Children may become involved in interactions that could be harmful to them. These may be interactions they have initiated, or through uninitiated contact from others. The contact may be with someone they know or with strangers, such as someone pretending to be a child on a video gaming platform. Methods of harmful contact include using audio, video or text formats and may be via direct messaging platforms; texting; email; social media; in-game or in-app chat; and on chat forums or in chatrooms.
The types of contact can include the following.
From another child or someone impersonating another child or a friend; fake accounts.
Being bullied or subject to other harmful negative behaviours (see section on conduct below).
Radicalisation: exposure to extremist beliefs and terrorist activities.
manipulation for the purposes of abuse, including exploitation; criminal and sexual
coercion to engage in harmful activities, including commercial, social, sexual and criminal.
Children may behave in a way that puts them and/or others at risk through their actions.
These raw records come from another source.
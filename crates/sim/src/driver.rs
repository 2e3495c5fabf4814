//! Frame loop wiring the engine to a scripted player.
use std::time::Duration;

use ghost_core::{
    AStarPathfinder, ClockOracle, Confinement, Ghost, GhostConfig, GhostError, GhostSnapshot,
    ManualClock, MazeEnv, MazeLayout, PcgRng, Personality, TileGrid,
};
use tracing::{debug, info};

use crate::config::SimConfig;
use crate::player::Wanderer;

/// Periodic fear signal: on for `duration` at the start of every `period`.
#[derive(Clone, Copy, Debug, PartialEq)]
pub struct FearSchedule {
    period: f64,
    duration: f64,
    active: bool,
}

impl FearSchedule {
    /// A zero `period` never raises fear.
    pub fn new(period_secs: f64, duration_secs: f64) -> Self {
        Self {
            period: period_secs,
            duration: duration_secs,
            active: false,
        }
    }

    /// Returns the new signal when it flips at `now`.
    pub fn update(&mut self, now: Duration) -> Option<bool> {
        let wanted = self.wanted(now);
        if wanted == self.active {
            return None;
        }
        self.active = wanted;
        Some(wanted)
    }

    pub fn is_active(&self) -> bool {
        self.active
    }

    fn wanted(&self, now: Duration) -> bool {
        if self.period <= 0.0 || self.duration <= 0.0 {
            return false;
        }
        let now = now.as_secs_f64();
        now >= self.period && now % self.period < self.duration
    }
}

/// Outcome of a run.
#[derive(Clone, Debug, PartialEq)]
pub struct SimReport {
    pub frames: u64,
    pub elapsed: Duration,
    /// Frightened ghosts caught by the player.
    pub captures: u32,
    /// Times a roaming ghost caught the player.
    pub player_caught: u32,
    pub ghosts: Vec<GhostSnapshot>,
}

/// Owns the collaborators, the four agents and the player.
pub struct FrameDriver {
    grid: TileGrid,
    paths: AStarPathfinder,
    clock: ManualClock,
    rng: PcgRng,
    config: GhostConfig,
    layout: MazeLayout,
    frame_interval: Duration,
    fear: FearSchedule,
    player: Wanderer,
    ghosts: Vec<Ghost>,
    frames: u64,
    captures: u32,
    player_caught: u32,
    /// Whether a roaming ghost shared the player's tile last frame.
    in_contact: bool,
}

impl FrameDriver {
    /// Spawns the four agents in the pen at time zero.
    pub fn new(grid: TileGrid, config: GhostConfig, sim: &SimConfig) -> Self {
        let mut driver = Self {
            grid,
            paths: AStarPathfinder,
            clock: ManualClock::new(),
            rng: PcgRng,
            player: Wanderer::new(sim.player, config.seed),
            config,
            layout: MazeLayout::CLASSIC,
            frame_interval: sim.frame_interval(),
            fear: FearSchedule::new(sim.fear_every_secs, sim.fear_secs),
            ghosts: Vec::with_capacity(Personality::ALL.len()),
            frames: 0,
            captures: 0,
            player_caught: 0,
            in_contact: false,
        };
        let env = MazeEnv::new(
            &driver.grid,
            &driver.paths,
            &driver.clock,
            &driver.rng,
            &driver.config,
        )
        .with_layout(&driver.layout);
        driver.ghosts = Personality::ALL
            .into_iter()
            .map(|personality| Ghost::spawn(personality, &env))
            .collect();
        driver
    }

    pub fn ghosts(&self) -> &[Ghost] {
        &self.ghosts
    }

    pub fn player(&self) -> &Wanderer {
        &self.player
    }

    pub fn player_caught(&self) -> u32 {
        self.player_caught
    }

    pub fn is_fear_active(&self) -> bool {
        self.fear.is_active()
    }

    /// Runs one frame: fear schedule, player step, every agent, contacts.
    pub fn step(&mut self) -> Result<(), GhostError> {
        self.frames += 1;
        self.clock.advance(self.frame_interval);

        let env = MazeEnv::new(&self.grid, &self.paths, &self.clock, &self.rng, &self.config)
            .with_layout(&self.layout);

        if let Some(afraid) = self.fear.update(env.now()) {
            info!(
                "Fear {} at {:.2}s",
                if afraid { "starts" } else { "ends" },
                env.now().as_secs_f64()
            );
            for ghost in &mut self.ghosts {
                ghost.trigger_fear(afraid, &env);
            }
        }

        self.player.tick(&self.grid, &self.rng);
        let view = self.player.view();

        let mut caught = false;
        for ghost in &mut self.ghosts {
            ghost.advance(&env, view)?;
            if ghost.tile() != view.tile || ghost.confinement() != Confinement::Active {
                continue;
            }
            if ghost.is_frightened() {
                if ghost.trigger_capture() {
                    self.captures += 1;
                    info!("{} ghost captured at {}", ghost.personality(), view.tile);
                }
            } else {
                caught = true;
                debug!("{} ghost caught the player at {}", ghost.personality(), view.tile);
            }
        }

        // A ghost holding on the player's tile stays in contact; count it once.
        if caught && !self.in_contact {
            self.player_caught += 1;
            info!("Player caught at {}, restarting from its start tile", view.tile);
            self.player.reset();
        }
        self.in_contact = caught;
        Ok(())
    }

    /// Runs `frames` frames and reports the outcome. A fatal agent error stops
    /// the run.
    pub fn run(&mut self, frames: u64) -> Result<SimReport, GhostError> {
        info!(
            "Running {} frames at {:?} per frame",
            frames, self.frame_interval
        );
        for _ in 0..frames {
            self.step()?;
        }
        Ok(self.report())
    }

    pub fn report(&self) -> SimReport {
        SimReport {
            frames: self.frames,
            elapsed: self.clock.now(),
            captures: self.captures,
            player_caught: self.player_caught,
            ghosts: self.ghosts.iter().map(Ghost::snapshot).collect(),
        }
    }
}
This may be deliberate or unintentional. Early years children are particularly vulnerable due to their lack of life experience, naivety and natural curiosity. Their characteristically open nature makes them easier to manipulate, be tricked and coerced than older children.
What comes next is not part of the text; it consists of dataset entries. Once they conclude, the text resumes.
use super::{ChaseBehavior, pursue, scatter};
use crate::env::MazeEnv;
use crate::ghost::{Ghost, Mode, PlayerView};
use crate::maze::Heading;

/// Pursues from a distance and breaks off to its corner once close.
#[derive(Clone, Copy, Debug, Default)]
pub struct KeepAway;

impl ChaseBehavior for KeepAway {
    fn select(&self, ghost: &mut Ghost, env: &MazeEnv<'_>, player: PlayerView) -> Option<Heading> {
        if ghost.tile().manhattan(player.tile) > env.config().opportunist_retreat_range {
            return pursue(ghost, env, player.tile);
        }

        if ghost.mode() != Mode::Scatter {
            ghost.enter_mode(Mode::Scatter, env.now());
        }
        scatter::patrol(ghost, env)
    }
}

#[cfg(test)]
mod tests {
    use std::time::Duration;

    use super::*;
    use crate::clock::ManualClock;
    use crate::config::GhostConfig;
    use crate::ghost::Personality;
    use crate::maze::{AStarPathfinder, TileGrid, TilePos};
    use crate::rng::PcgRng;

    #[test]
    fn pursues_from_afar() {
        let grid = TileGrid::open(21, 27);
        let clock = ManualClock::new();
        let config = GhostConfig::default();
        let env = MazeEnv::new(&grid, &AStarPathfinder, &clock, &PcgRng, &config);

        let mut ghost = Ghost::released_at(Personality::Opportunist, TilePos::new(10, 5), &env);
        ghost.mode = Mode::Chase;
        let player = PlayerView::new(TilePos::new(10, 15), None);
        assert_eq!(KeepAway.select(&mut ghost, &env, player), Some(Heading::Down));
        assert_eq!(ghost.mode(), Mode::Chase);
    }

    #[test]
    fn retreats_to_its_corner_when_close() {
        let grid = TileGrid::open(21, 27);
        let clock = ManualClock::starting_at(Duration::from_secs(40));
        let config = GhostConfig::default();
        let env = MazeEnv::new(&grid, &AStarPathfinder, &clock, &PcgRng, &config);

        let mut ghost = Ghost::released_at(Personality::Opportunist, TilePos::new(10, 15), &env);
        ghost.mode = Mode::Chase;
        ghost.mode_since = Duration::from_secs(35);
        // Player right above; the corner (1,25) is down and to the left.
        let player = PlayerView::new(TilePos::new(10, 10), None);
        let heading = KeepAway.select(&mut ghost, &env, player);

        assert_eq!(ghost.mode(), Mode::Scatter);
        assert_eq!(ghost.mode_since, Duration::from_secs(40));
        assert!(matches!(heading, Some(Heading::Left | Heading::Down)));

        // Already scattering: the timer is left alone.
        clock.advance(Duration::from_secs(2));
        KeepAway.select(&mut ghost, &env, player);
        assert_eq!(ghost.mode_since, Duration::from_secs(40));
    }
}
Conduct can include becoming involved in the following.
Aggressive, intimidating behaviour.
excluding from games, activities or friendship groups
harassment, making threats or stalking
trolling: sending intimidating or upsetting messages on social media, in chat rooms or online games
sending threatening, upsetting or abusive messages.
Creating and sharing images or videos without consent.
Engaging in and sharing online challenges and hoaxes.
Making, sending, receiving indecent, explicit, sexual, offensive or inappropriate messages, images and video, including images of themselves, eg sexting.
Sharing or revealing sensitive personal information or location.
Making “friends” with someone they only know online, eg someone they game with online.
Engaging in ill-advised, inappropriate or illegal commercial activity, eg buying online; illegal downloading and copyright infringement; hacking; scams; stealing or destroying someone’s online items or designs and blackmail.
Sharing fake news or providing misleading or inaccurate information to others.
Having underage accounts or accessing underage material, eg social media accounts, TV/films and games.
Gaming and in-app purchasing, including without consent.
Accessing harmful material such as extremist views, self-harm or suicide information.
Inciting others to hate/violence/extremism/terrorism.
Harmful commerce is not necessarily illegal and may be deliberate or inadvertent. There have been cases of even very young children making large, accidental purchases on Ebay or Amazon, for example, using smart speakers like Alexa, as well as unauthorised in-app or in-game purchases where there has been a credit card linked to the account they are using. Children are less savvy than adults and so more easily influenced by advertising and marketing, or influencers, and are therefore less aware of what may be affecting their decisions as consumers.
Harmful commerce can include the following.
Advertising, publicity, spam or sponsorship.
Quizzes, competitions or surveys.
Tracking the sites a child has looked at to harvest their personal information or target advertising.
Pirating and hacking.
Financial abuse and coercion/groomingz.
Smart wear, intelligent “connected” toys and tracking devices.
It is essential that early years practitioners are aware of the influence of the internet on the children in their care and the potential risks involved, in order to educate and support them to stay safe when online.